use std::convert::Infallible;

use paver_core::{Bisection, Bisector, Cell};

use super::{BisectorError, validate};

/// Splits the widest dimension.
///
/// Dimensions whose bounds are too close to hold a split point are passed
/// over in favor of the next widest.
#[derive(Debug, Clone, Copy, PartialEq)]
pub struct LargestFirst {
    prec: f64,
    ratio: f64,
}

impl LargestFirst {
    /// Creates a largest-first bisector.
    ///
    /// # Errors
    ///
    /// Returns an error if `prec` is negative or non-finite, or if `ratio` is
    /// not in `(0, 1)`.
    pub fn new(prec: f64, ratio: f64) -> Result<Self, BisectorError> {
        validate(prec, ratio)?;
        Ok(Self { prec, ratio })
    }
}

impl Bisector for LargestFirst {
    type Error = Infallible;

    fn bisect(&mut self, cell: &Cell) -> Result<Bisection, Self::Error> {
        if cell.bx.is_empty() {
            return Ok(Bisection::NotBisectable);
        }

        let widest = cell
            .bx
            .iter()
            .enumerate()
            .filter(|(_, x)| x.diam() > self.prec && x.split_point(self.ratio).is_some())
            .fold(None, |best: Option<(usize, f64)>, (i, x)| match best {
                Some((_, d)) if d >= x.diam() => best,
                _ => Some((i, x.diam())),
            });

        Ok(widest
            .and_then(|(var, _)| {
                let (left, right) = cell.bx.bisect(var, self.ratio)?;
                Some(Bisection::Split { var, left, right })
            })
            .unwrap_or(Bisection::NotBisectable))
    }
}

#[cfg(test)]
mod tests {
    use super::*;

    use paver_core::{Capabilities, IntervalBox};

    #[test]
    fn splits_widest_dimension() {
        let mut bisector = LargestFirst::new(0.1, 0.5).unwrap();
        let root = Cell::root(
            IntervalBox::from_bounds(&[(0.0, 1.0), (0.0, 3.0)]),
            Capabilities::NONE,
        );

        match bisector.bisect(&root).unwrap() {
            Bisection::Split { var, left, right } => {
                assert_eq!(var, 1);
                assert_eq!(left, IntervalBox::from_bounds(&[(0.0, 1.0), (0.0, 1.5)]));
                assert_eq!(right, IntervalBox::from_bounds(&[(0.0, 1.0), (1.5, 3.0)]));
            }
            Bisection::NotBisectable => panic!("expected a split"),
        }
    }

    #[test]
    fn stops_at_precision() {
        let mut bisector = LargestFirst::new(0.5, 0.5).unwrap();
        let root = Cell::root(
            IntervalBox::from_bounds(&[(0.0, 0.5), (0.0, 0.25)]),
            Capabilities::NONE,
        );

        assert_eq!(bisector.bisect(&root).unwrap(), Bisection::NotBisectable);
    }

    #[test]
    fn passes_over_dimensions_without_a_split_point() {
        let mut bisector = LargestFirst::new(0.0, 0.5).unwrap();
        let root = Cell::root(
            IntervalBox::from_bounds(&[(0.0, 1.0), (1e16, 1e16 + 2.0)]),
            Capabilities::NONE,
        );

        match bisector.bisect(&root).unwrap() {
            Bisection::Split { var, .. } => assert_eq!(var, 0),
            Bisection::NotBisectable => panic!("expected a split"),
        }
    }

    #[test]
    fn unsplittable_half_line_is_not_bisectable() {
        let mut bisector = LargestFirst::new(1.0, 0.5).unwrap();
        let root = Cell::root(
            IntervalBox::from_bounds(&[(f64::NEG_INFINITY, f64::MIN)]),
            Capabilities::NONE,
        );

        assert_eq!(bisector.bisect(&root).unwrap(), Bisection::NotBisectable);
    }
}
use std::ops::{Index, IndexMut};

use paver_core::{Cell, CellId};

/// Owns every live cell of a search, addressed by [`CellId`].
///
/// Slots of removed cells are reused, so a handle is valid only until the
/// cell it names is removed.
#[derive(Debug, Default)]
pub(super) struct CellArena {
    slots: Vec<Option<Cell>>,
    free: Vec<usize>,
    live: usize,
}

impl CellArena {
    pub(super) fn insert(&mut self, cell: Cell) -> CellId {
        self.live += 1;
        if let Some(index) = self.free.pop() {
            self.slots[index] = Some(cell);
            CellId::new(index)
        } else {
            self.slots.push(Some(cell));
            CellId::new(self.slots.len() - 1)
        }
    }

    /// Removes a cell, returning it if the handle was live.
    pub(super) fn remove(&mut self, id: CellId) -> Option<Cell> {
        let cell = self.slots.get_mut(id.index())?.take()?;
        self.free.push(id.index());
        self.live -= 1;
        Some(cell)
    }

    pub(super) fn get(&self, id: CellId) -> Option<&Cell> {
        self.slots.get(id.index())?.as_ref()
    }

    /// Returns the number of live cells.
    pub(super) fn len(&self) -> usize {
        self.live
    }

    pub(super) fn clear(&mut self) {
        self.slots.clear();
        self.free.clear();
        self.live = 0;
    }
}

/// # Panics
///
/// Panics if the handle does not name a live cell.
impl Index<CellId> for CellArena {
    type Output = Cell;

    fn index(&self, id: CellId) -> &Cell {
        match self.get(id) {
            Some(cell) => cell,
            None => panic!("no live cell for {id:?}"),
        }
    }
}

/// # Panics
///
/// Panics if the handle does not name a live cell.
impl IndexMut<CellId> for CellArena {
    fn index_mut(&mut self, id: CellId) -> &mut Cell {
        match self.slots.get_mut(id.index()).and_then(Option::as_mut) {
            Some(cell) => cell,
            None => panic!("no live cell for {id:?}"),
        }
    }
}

□ □ □ □ □ □ □

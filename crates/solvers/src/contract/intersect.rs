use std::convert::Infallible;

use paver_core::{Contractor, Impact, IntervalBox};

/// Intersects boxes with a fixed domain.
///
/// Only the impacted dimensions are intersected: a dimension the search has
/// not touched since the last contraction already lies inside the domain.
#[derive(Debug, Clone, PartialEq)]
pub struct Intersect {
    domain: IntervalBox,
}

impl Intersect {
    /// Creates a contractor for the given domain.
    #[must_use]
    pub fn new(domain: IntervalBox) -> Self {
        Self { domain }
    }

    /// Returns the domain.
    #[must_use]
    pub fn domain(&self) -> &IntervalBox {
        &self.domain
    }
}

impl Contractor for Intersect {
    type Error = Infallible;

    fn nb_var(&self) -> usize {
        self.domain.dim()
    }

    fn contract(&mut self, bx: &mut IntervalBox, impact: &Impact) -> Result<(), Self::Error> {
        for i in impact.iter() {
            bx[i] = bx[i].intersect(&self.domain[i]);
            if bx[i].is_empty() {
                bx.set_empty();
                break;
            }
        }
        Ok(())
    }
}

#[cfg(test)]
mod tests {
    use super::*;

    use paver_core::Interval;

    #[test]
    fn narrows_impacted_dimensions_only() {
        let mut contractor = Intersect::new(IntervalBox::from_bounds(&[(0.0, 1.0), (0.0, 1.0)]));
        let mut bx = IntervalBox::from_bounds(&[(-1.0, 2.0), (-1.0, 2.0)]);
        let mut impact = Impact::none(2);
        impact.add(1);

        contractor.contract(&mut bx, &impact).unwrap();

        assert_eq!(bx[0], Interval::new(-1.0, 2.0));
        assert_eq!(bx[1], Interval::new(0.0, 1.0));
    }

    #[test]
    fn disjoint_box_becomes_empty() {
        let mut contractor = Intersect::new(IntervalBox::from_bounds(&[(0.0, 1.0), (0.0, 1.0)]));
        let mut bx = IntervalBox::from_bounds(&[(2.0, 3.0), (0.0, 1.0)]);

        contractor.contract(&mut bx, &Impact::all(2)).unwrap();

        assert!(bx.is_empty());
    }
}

□ □ □ □ □ □ □

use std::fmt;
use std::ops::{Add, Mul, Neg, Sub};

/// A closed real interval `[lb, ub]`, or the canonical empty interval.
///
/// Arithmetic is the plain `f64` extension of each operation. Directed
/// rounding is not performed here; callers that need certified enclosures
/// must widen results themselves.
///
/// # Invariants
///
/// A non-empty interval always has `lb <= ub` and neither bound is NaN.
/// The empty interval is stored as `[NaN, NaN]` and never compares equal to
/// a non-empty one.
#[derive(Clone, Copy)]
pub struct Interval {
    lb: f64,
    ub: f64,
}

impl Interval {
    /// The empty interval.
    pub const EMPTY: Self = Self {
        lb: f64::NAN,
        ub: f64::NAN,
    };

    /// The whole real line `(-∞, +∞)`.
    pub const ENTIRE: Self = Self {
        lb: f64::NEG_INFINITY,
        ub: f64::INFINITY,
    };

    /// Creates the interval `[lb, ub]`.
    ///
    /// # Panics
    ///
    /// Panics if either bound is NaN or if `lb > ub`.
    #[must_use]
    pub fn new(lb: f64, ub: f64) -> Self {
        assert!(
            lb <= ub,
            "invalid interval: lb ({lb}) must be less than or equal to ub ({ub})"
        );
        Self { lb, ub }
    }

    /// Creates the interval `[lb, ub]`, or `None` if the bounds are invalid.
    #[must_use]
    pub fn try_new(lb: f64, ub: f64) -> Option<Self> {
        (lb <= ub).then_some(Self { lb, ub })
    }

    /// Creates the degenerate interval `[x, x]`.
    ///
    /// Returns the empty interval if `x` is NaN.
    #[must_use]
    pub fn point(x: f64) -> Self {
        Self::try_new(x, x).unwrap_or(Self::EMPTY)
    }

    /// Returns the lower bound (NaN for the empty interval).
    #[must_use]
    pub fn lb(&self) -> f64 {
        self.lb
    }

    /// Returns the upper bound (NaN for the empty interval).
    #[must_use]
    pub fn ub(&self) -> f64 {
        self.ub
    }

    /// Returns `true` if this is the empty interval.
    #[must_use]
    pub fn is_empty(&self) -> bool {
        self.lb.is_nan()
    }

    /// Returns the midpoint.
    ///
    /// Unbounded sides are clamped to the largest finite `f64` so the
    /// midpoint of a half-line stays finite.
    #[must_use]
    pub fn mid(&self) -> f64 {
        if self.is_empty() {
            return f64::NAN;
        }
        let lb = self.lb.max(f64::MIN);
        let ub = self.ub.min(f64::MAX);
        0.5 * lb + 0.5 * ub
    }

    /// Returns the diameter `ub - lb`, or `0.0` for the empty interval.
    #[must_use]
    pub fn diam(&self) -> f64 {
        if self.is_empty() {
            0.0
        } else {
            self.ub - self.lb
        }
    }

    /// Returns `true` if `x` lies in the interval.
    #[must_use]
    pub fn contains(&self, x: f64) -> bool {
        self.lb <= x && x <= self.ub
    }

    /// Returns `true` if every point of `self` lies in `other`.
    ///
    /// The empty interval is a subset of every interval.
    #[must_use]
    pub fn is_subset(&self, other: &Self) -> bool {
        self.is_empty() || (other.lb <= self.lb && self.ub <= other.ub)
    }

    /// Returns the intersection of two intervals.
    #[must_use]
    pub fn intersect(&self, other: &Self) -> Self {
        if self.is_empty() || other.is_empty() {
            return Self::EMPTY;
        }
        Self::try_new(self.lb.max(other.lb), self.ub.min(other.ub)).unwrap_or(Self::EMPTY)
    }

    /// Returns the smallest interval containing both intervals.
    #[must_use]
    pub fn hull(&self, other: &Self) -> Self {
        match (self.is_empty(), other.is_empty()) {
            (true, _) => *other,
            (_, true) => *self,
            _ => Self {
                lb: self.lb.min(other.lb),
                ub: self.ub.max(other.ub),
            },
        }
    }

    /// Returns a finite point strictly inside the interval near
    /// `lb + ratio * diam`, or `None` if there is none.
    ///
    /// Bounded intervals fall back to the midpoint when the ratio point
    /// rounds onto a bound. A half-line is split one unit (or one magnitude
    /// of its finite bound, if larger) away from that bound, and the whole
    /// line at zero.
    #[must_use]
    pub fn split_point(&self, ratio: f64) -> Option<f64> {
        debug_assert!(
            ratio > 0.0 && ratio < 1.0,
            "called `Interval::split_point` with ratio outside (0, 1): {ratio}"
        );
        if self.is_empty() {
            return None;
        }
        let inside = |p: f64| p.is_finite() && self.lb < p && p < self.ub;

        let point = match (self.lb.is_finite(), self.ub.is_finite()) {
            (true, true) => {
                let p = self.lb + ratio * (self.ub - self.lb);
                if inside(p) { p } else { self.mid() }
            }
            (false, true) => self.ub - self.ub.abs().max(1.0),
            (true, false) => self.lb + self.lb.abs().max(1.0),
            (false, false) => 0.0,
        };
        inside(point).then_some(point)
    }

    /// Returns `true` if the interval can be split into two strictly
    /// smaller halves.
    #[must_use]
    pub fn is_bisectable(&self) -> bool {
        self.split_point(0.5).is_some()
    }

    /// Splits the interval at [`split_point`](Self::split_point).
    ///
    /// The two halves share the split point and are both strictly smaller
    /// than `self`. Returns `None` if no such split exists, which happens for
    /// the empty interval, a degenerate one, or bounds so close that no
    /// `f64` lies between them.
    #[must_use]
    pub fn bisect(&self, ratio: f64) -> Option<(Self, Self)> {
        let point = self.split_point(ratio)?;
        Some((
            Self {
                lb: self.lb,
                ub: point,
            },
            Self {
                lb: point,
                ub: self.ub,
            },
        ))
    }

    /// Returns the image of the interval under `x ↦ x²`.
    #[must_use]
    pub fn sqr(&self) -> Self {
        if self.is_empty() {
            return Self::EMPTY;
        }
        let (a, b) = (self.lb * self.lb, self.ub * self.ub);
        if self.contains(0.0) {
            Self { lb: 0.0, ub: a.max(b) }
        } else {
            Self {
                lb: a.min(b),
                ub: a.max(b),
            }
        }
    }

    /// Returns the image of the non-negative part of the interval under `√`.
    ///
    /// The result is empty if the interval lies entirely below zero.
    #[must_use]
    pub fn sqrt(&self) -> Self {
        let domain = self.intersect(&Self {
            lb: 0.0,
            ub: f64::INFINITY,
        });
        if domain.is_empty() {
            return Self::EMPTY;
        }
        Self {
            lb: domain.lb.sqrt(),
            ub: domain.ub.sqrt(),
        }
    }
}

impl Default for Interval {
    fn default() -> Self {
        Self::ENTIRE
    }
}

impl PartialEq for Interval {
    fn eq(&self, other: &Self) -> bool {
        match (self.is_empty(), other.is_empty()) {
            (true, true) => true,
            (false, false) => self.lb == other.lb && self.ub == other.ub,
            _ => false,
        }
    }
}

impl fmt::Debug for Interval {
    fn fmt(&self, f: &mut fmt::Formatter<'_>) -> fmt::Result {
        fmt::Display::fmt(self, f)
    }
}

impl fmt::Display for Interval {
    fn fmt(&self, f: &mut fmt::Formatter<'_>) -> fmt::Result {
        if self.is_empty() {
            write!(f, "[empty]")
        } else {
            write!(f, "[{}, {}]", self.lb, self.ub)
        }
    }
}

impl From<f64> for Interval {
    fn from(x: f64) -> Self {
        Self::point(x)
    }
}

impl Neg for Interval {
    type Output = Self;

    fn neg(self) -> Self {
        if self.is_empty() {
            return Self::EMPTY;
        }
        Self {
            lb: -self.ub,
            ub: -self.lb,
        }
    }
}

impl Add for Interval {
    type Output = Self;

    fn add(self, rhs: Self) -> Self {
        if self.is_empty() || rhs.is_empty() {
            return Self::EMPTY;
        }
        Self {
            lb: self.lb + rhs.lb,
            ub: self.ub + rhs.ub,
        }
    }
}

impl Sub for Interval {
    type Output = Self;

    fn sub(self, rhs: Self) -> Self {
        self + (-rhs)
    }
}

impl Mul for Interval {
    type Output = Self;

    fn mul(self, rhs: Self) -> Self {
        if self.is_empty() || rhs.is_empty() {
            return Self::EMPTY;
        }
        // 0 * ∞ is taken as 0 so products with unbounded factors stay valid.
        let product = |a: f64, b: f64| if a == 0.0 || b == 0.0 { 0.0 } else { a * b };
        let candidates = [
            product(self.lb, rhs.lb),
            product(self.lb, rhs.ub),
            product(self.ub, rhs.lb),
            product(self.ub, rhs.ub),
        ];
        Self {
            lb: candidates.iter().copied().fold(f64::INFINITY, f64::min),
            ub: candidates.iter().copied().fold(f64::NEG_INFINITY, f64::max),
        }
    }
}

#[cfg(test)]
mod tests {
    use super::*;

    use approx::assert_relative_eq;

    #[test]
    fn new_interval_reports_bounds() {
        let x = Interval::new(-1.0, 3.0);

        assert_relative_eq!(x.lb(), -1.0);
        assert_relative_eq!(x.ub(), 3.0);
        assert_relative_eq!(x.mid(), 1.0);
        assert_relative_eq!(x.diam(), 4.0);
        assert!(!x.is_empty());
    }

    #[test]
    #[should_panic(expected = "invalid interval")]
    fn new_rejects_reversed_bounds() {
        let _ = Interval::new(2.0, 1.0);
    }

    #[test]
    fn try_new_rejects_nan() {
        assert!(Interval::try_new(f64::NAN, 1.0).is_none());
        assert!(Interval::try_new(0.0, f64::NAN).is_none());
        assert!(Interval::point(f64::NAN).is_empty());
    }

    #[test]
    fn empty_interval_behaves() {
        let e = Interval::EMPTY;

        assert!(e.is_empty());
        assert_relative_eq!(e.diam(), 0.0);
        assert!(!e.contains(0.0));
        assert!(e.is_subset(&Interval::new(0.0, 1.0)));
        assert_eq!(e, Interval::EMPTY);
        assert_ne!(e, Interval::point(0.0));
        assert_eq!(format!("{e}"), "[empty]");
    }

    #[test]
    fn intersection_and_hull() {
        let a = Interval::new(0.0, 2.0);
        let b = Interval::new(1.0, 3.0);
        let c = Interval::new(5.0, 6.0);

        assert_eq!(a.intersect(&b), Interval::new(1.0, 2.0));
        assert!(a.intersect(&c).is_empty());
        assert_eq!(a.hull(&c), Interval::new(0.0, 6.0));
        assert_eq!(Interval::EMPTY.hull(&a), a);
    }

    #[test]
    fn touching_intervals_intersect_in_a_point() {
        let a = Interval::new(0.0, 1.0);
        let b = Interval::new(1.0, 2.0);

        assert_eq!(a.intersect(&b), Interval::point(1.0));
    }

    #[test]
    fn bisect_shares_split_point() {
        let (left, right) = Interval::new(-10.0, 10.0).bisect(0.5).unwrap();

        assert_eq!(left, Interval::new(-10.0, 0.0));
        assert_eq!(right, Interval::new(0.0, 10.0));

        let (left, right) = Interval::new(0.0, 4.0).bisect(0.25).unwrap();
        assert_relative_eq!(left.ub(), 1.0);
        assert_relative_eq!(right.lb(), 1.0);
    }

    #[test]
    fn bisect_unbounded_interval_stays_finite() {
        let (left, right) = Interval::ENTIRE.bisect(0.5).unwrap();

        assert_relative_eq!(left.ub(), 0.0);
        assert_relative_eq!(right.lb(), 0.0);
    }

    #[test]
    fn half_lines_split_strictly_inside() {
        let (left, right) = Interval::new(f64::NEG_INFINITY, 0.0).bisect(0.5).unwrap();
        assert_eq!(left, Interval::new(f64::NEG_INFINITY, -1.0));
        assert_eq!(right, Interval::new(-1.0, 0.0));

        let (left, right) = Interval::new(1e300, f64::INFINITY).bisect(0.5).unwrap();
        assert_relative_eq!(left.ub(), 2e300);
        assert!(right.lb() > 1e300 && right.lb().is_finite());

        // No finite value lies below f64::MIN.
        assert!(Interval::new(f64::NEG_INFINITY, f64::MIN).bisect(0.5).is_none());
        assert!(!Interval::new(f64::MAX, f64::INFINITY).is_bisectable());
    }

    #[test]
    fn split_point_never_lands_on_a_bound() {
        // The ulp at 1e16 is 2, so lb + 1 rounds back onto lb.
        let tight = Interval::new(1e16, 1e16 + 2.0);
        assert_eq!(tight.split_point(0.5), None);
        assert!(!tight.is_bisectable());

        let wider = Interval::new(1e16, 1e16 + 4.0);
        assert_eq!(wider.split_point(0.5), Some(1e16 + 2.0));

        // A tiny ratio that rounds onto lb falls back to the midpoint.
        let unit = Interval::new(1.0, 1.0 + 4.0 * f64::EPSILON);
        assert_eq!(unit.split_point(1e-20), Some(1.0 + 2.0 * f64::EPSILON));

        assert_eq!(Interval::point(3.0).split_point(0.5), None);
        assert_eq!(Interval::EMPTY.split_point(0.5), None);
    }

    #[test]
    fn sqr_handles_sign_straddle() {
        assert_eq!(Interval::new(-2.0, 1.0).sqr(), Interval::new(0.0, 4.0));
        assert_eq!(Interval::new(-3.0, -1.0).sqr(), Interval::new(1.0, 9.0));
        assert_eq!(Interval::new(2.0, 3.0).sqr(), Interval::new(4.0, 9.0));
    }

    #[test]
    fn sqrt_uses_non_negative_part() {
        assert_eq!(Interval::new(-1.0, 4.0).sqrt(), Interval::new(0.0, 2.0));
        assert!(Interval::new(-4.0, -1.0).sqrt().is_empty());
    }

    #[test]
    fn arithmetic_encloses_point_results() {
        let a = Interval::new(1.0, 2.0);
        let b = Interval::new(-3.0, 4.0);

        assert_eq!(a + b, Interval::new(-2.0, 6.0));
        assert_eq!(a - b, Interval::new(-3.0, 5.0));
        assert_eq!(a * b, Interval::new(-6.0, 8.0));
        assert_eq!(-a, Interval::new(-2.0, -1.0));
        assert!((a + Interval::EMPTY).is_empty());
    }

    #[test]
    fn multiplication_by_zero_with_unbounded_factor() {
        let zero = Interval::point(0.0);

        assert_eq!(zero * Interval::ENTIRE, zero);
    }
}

□ □ □ □ □ □ □

In the entries above, find each line that includes the string "usize" and copy it.

* **Answer section**
            .fold(None, |best: Option<(usize, f64)>, (i, x)| match best {
    free: Vec<usize>,
    live: usize,
    pub(super) fn len(&self) -> usize {
    fn nb_var(&self) -> usize {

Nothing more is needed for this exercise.